> EXERCISE DETAILS: In the records, find each line where "input" occurs, and copy it.
○ ○ ○ ○ ○
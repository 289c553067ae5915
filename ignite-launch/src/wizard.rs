//! Interactive construction of a [`LauncherConfig`].

use ignite_core::probe::command_exists;
use ignite_core::{LauncherConfig, Platform};

use crate::net::local_ip;
use crate::prompt::{PromptError, Prompter};

pub const DEFAULT_COMMAND: &str = "npm run dev";
pub const DEFAULT_EDITOR: &str = "code";
pub const DEFAULT_PORT: &str = "3000";
pub const DEFAULT_CUSTOM_URL: &str = "https://google.com";
pub const DEFAULT_DELAY: &str = "3";

const FEATURES: [(&str, bool); 4] = [
    ("Open Folder", true),
    ("Run Execution Command", true),
    ("Open Code Editor", true),
    ("Open Browser", false),
];

const BROWSER_MODES: [&str; 4] = [
    "Localhost URL",
    "Local network URL",
    "Custom URL",
    "No browser",
];

/// Where the browser should point.
#[derive(Debug, Clone, Copy, PartialEq, Eq)]
enum BrowserMode {
    Localhost,
    Network,
    Custom,
    None,
}

impl BrowserMode {
    fn from_index(i: usize) -> Self {
        match i {
            0 => BrowserMode::Localhost,
            1 => BrowserMode::Network,
            2 => BrowserMode::Custom,
            _ => BrowserMode::None,
        }
    }
}

/// Walks the user through feature selection, command/editor entry and
/// browser setup.
///
/// Editor and browser commands are checked against `PATH`; a miss offers a
/// retry, and declining keeps the unverified command.
pub struct ConfigWizard<'a, P: Prompter + ?Sized> {
    prompter: &'a mut P,
    platform: Platform,
    probe: Box<dyn Fn(&str) -> bool + 'a>,
    host: Option<String>,
}

impl<'a, P: Prompter + ?Sized> ConfigWizard<'a, P> {
    pub fn new(prompter: &'a mut P, platform: Platform) -> Self {
        Self {
            prompter,
            platform,
            probe: Box::new(command_exists),
            host: None,
        }
    }

    /// Replace the `PATH` lookup used to verify editor and browser commands.
    pub fn with_probe(mut self, probe: impl Fn(&str) -> bool + 'a) -> Self {
        self.probe = Box::new(probe);
        self
    }

    /// Fix the host used for "Local network URL" instead of detecting it.
    pub fn with_host(mut self, host: impl Into<String>) -> Self {
        self.host = Some(host.into());
        self
    }

    pub fn run(mut self) -> Result<LauncherConfig, PromptError> {
        let items: Vec<String> = FEATURES.iter().map(|(label, _)| label.to_string()).collect();
        let defaults: Vec<bool> = FEATURES.iter().map(|(_, on)| *on).collect();
        let chosen = self
            .prompter
            .multi_select("Select features:", &items, &defaults)?;

        let mut config = LauncherConfig {
            folder: chosen.contains(&0),
            command: None,
            editor: None,
            browser: None,
            browser_urls: Vec::new(),
            browser_delay: 3,
        };

        if chosen.contains(&1) {
            config.command = Some(self.ask_command()?);
        }
        if chosen.contains(&2) {
            config.editor = Some(self.ask_verified(
                "Enter code editor command (e.g. code):",
                DEFAULT_EDITOR,
                "Editor",
                "Try a different editor command?",
            )?);
        }
        if chosen.contains(&3) {
            self.ask_browser(&mut config)?;
        }
        Ok(config)
    }

    fn ask_command(&mut self) -> Result<String, PromptError> {
        let not_blank = |s: &str| {
            if s.trim().is_empty() {
                Err("Command cannot be empty".to_string())
            } else {
                Ok(())
            }
        };
        let answer =
            self.prompter
                .input("Enter execution command:", Some(DEFAULT_COMMAND), Some(&not_blank))?;
        Ok(answer.trim().to_string())
    }

    /// Ask for a command until it is found on `PATH` or the user stops retrying.
    fn ask_verified(
        &mut self,
        message: &str,
        default: &str,
        what: &str,
        retry: &str,
    ) -> Result<String, PromptError> {
        let mut current = default.to_string();
        loop {
            current = self
                .prompter
                .input(message, Some(current.as_str()), None)?
                .trim()
                .to_string();
            if (self.probe)(current.as_str()) {
                return Ok(current);
            }
            let again = self
                .prompter
                .confirm(&format!("{what} command \"{current}\" not found. {retry}"), true)?;
            if !again {
                return Ok(current);
            }
        }
    }

    fn ask_browser(&mut self, config: &mut LauncherConfig) -> Result<(), PromptError> {
        let modes: Vec<String> = BROWSER_MODES.iter().map(|m| m.to_string()).collect();
        let mode = BrowserMode::from_index(
            self.prompter
                .select("How should the browser open?", &modes, 0)?,
        );

        let url = match mode {
            BrowserMode::None => return Ok(()),
            BrowserMode::Localhost => format!("http://localhost:{}", self.ask_port()?),
            BrowserMode::Network => {
                let host = match &self.host {
                    Some(h) => h.clone(),
                    None => local_ip().to_string(),
                };
                format!("http://{host}:{}", self.ask_port()?)
            }
            BrowserMode::Custom => self
                .prompter
                .input("Enter full URL:", Some(DEFAULT_CUSTOM_URL), None)?
                .trim()
                .to_string(),
        };
        config.browser_urls.push(url);

        let delay = self.prompter.input(
            "Browser delay (seconds):",
            Some(DEFAULT_DELAY),
            Some(&|s: &str| parse_delay(s).map(|_| ())),
        )?;
        config.browser_delay = parse_delay(&delay).unwrap_or(3);

        let default_browser = self.platform.default_browser_command();
        config.browser = Some(self.ask_verified(
            "Browser command:",
            default_browser,
            "Browser",
            "Try another browser command?",
        )?);
        Ok(())
    }

    fn ask_port(&mut self) -> Result<u16, PromptError> {
        let answer = self.prompter.input(
            "Enter port number:",
            Some(DEFAULT_PORT),
            Some(&|s: &str| parse_port(s).map(|_| ())),
        )?;
        Ok(parse_port(&answer).unwrap_or(3000))
    }
}

/// TCP port in `1..=65535`.
pub fn parse_port(raw: &str) -> Result<u16, String> {
    match raw.trim().parse::<u16>() {
        Ok(0) | Err(_) => Err("Enter valid port".to_string()),
        Ok(port) => Ok(port),
    }
}

/// Whole seconds, zero allowed.
pub fn parse_delay(raw: &str) -> Result<u32, String> {
    raw.trim()
        .parse::<u32>()
        .map_err(|_| "Enter a whole number of seconds".to_string())
}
○ ○ ○ ○ ○
> RESULT OF THIS EXERCISE:
                .input("Enter execution command:", Some(DEFAULT_COMMAND), Some(&not_blank))?;
                .input(message, Some(current.as_str()), None)?
                .input("Enter full URL:", Some(DEFAULT_CUSTOM_URL), None)?
        let delay = self.prompter.input(
        let answer = self.prompter.input(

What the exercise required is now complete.